To start the entity linking process, we first need to extract the raw text from the HTML-pages in the WARC-file.

  • Read the WARC-file and check the validity in terms of extension and format.
  • Use the library “BeautifulSoup” to strip the text from all HTML tags and to remove scripts, styles, footers, headers, etc.

(3) Entity Extraction

After the raw text is obtained, the knowledge extraction process is started. The entity extraction is divided into two parts:

NLP preprocessing

We use the "NLTK"-library to perform the Natural Language Processing (NLP) tasks.

  • Tokenize the text.
  • Give each token a POS-tag and filter on the nouns.
  • Remove English stopwords.
  • Lemmatize the tokens to transform among other things the plural form of a word to the singular form.

Named Entity Recognition

After the preprocessing, we go find the named entities. This process is called Named Entity Recognition. The classifier we use is StanfordNER.

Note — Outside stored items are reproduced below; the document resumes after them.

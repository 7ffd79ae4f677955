//! CLI command definitions

use crate::domain::{DraftEntry, EntryPatch};
use clap::{Args, Parser, Subcommand};
use std::path::PathBuf;

#[derive(Parser, Debug)]
#[command(name = "urgelog")]
#[command(about = "Private journal for gambling urges", long_about = None)]
#[command(version)]
pub struct Cli {
    /// Journal home directory (default: platform data directory)
    #[arg(long, global = true, env = "URGELOG_HOME", value_name = "DIR")]
    pub home: Option<PathBuf>,

    /// Enable debug logging
    #[arg(short, long, global = true)]
    pub verbose: bool,

    #[command(subcommand)]
    pub command: Commands,
}

#[derive(Subcommand, Debug)]
pub enum Commands {
    /// Initialize a new journal
    Init {
        /// Display language for titles and tags (en, ru)
        #[arg(short, long, default_value = "en")]
        locale: String,

        /// Synced folder to use as primary storage
        #[arg(long, value_name = "DIR")]
        sync_dir: Option<PathBuf>,
    },

    /// Record a new entry
    Add {
        #[command(flatten)]
        fields: EntryFields,
    },

    /// List entries, newest first
    List {
        /// Show at most this many entries
        #[arg(short = 'n', long)]
        limit: Option<usize>,

        /// Print entries as JSON
        #[arg(long)]
        json: bool,
    },

    /// Show one entry
    Show {
        id: String,

        /// Print the entry as JSON
        #[arg(long)]
        json: bool,
    },

    /// Change fields of an existing entry
    Edit {
        id: String,

        #[command(flatten)]
        fields: EntryFields,
    },

    /// Delete an entry
    Delete { id: String },

    /// Show which storage backend serves the journal
    Backend,

    /// View or modify configuration
    Config {
        /// Config key to get or set
        key: Option<String>,

        /// Value to set (if provided, sets the key)
        value: Option<String>,

        /// List all configuration
        #[arg(short, long)]
        list: bool,
    },
}

/// Free-text fields of an entry
#[derive(Args, Debug, Default)]
pub struct EntryFields {
    /// Where you were
    #[arg(long)]
    pub location: Option<String>,

    /// Who was around
    #[arg(long)]
    pub witnesses: Option<String>,

    /// What was going on
    #[arg(long)]
    pub circumstances: Option<String>,

    /// What set off the urge
    #[arg(long)]
    pub trigger: Option<String>,

    /// What went through your mind
    #[arg(long)]
    pub thoughts: Option<String>,

    /// What you felt in your body
    #[arg(long)]
    pub body_feelings: Option<String>,

    /// What you did
    #[arg(long)]
    pub actions: Option<String>,
}

impl EntryFields {
    /// Fields as a new draft; missing fields are empty
    pub fn into_draft(self) -> DraftEntry {
        DraftEntry {
            location: self.location.unwrap_or_default(),
            witnesses: self.witnesses.unwrap_or_default(),
            circumstances: self.circumstances.unwrap_or_default(),
            trigger: self.trigger.unwrap_or_default(),
            thoughts: self.thoughts.unwrap_or_default(),
            body_feelings: self.body_feelings.unwrap_or_default(),
            actions: self.actions.unwrap_or_default(),
        }
    }

    /// Fields as a patch; missing fields stay untouched
    pub fn into_patch(self) -> EntryPatch {
        EntryPatch {
            location: self.location,
            witnesses: self.witnesses,
            circumstances: self.circumstances,
            trigger: self.trigger,
            thoughts: self.thoughts,
            body_feelings: self.body_feelings,
            actions: self.actions,
        }
    }
}
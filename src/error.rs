//! Error types for urgelog

use crate::infrastructure::storage::BackendKind;
use std::path::PathBuf;
use thiserror::Error;

/// Main error type for urgelog
#[derive(Debug, Error)]
pub enum UrgelogError {
    #[error("Journal not initialized: {0}")]
    NotInitialized(PathBuf),

    #[error("Entry not found: {0}")]
    EntryNotFound(String),

    /// A write was rejected by the active backend. Never retried here.
    #[error("Failed to save entries to {backend} storage: {reason}")]
    StorageWrite { backend: BackendKind, reason: String },

    /// A read failed. The repository maps this to an empty journal.
    #[error("Failed to read entries from {backend} storage: {reason}")]
    StorageRead { backend: BackendKind, reason: String },

    #[error("Invalid input: {0}")]
    InvalidInput(String),

    #[error("IO error: {0}")]
    Io(#[from] std::io::Error),

    #[error("Configuration error: {0}")]
    Config(String),

    #[error("JSON error: {0}")]
    Json(#[from] serde_json::Error),
}

impl UrgelogError {
    /// Get the exit code for this error
    pub fn exit_code(&self) -> i32 {
        match self {
            UrgelogError::NotInitialized(_) => 2,
            UrgelogError::InvalidInput(_) => 3,
            UrgelogError::EntryNotFound(_) => 4,
            UrgelogError::StorageWrite { .. } => 5,
            _ => 1,
        }
    }

    /// Get a user-friendly error message with suggestions
    pub fn display_with_suggestions(&self) -> String {
        match self {
            UrgelogError::NotInitialized(path) => {
                format!(
                    "Journal not initialized: {}\n\n\
                    Suggestions:\n\
                    • Run 'urgelog init' to create a new journal\n\
                    • Pass --home to point at an existing journal\n\
                    • Set URGELOG_HOME environment variable to your journal path",
                    path.display()
                )
            }
            UrgelogError::EntryNotFound(id) => {
                format!(
                    "Entry not found: '{}'\n\n\
                    Suggestions:\n\
                    • Use 'urgelog list' to see entry ids\n\
                    • The entry may have been deleted from another device",
                    id
                )
            }
            UrgelogError::StorageWrite { .. } => {
                format!(
                    "{}\n\n\
                    Your entry was not saved. Nothing was retried.\n\
                    Suggestions:\n\
                    • Run the same command again\n\
                    • Check 'urgelog backend' to see which storage is active",
                    self
                )
            }
            UrgelogError::Config(msg) => {
                if msg.contains("Invalid locale") {
                    format!(
                        "{}\n\n\
                        Valid locales: en, ru\n\
                        Example: urgelog config locale ru",
                        msg
                    )
                } else {
                    msg.clone()
                }
            }
            _ => self.to_string(),
        }
    }
}

/// Result type using UrgelogError
pub type Result<T> = std::result::Result<T, UrgelogError>;

#[cfg(test)]
mod tests {
    use super::*;

    #[test]
    fn test_not_initialized_suggestion() {
        let err = UrgelogError::NotInitialized(PathBuf::from("/tmp/test"));
        let msg = err.display_with_suggestions();
        assert!(msg.contains("urgelog init"));
        assert!(msg.contains("URGELOG_HOME"));
        assert!(msg.contains("Suggestions"));
        assert_eq!(err.exit_code(), 2);
    }

    #[test]
    fn test_entry_not_found_suggestions() {
        let err = UrgelogError::EntryNotFound("123-abc".to_string());
        let msg = err.display_with_suggestions();
        assert!(msg.contains("'123-abc'"));
        assert!(msg.contains("urgelog list"));
        assert_eq!(err.exit_code(), 4);
    }

    #[test]
    fn test_storage_write_mentions_backend() {
        let err = UrgelogError::StorageWrite {
            backend: BackendKind::Primary,
            reason: "quota exceeded".to_string(),
        };
        let msg = err.display_with_suggestions();
        assert!(msg.contains("primary"));
        assert!(msg.contains("quota exceeded"));
        assert!(msg.contains("not saved"));
        assert_eq!(err.exit_code(), 5);
    }

    #[test]
    fn test_config_invalid_locale_suggestions() {
        let err = UrgelogError::Config("Invalid locale: 'de'".to_string());
        let msg = err.display_with_suggestions();
        assert!(msg.contains("en, ru"));
        assert!(msg.contains("urgelog config locale ru"));
    }

    #[test]
    fn test_other_errors_fallback() {
        let err = UrgelogError::InvalidInput("empty id".to_string());
        let msg = err.display_with_suggestions();
        assert_eq!(msg, "Invalid input: empty id");
        assert_eq!(err.exit_code(), 3);
    }
}
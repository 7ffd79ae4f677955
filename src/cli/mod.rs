//! CLI layer - Command-line interface

pub mod commands;
pub mod output;

pub use commands::{Cli, Commands, EntryFields};
pub use output::{format_entry, format_entry_list};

(4 & 5 & 6) Entity Linking

After the entity mentions in the document are extracted, we link the mentions with their named entities to the Knowledge Base. We divide the entity linking into the following parts:

Candidate Entity Generation - Query the Knowledge Base

If the mention is an English word, we link the input surface form of the mentions using ElasticSearch to Freebase. We'll obtain the 20 candidate named entities with the highest popularity score.

Candidate Entity Ranking - Rank the candidate named entities

Next, we assign a score to each of the candidates, and rank them according to the score:

  1. Check if the mention and the candidate is exactly the same. If so, set the score as Inf.
  2. Calculate the cosine similarity of candidates' abstract and the context containing the mention.
  3. We assign a new score for every candidate - the sum of the popularity score and the cosine similarity score.

Link the mention and the candidates

Having the total score of each candidate entity, we select the candidate with the highest score to be the entity meaning.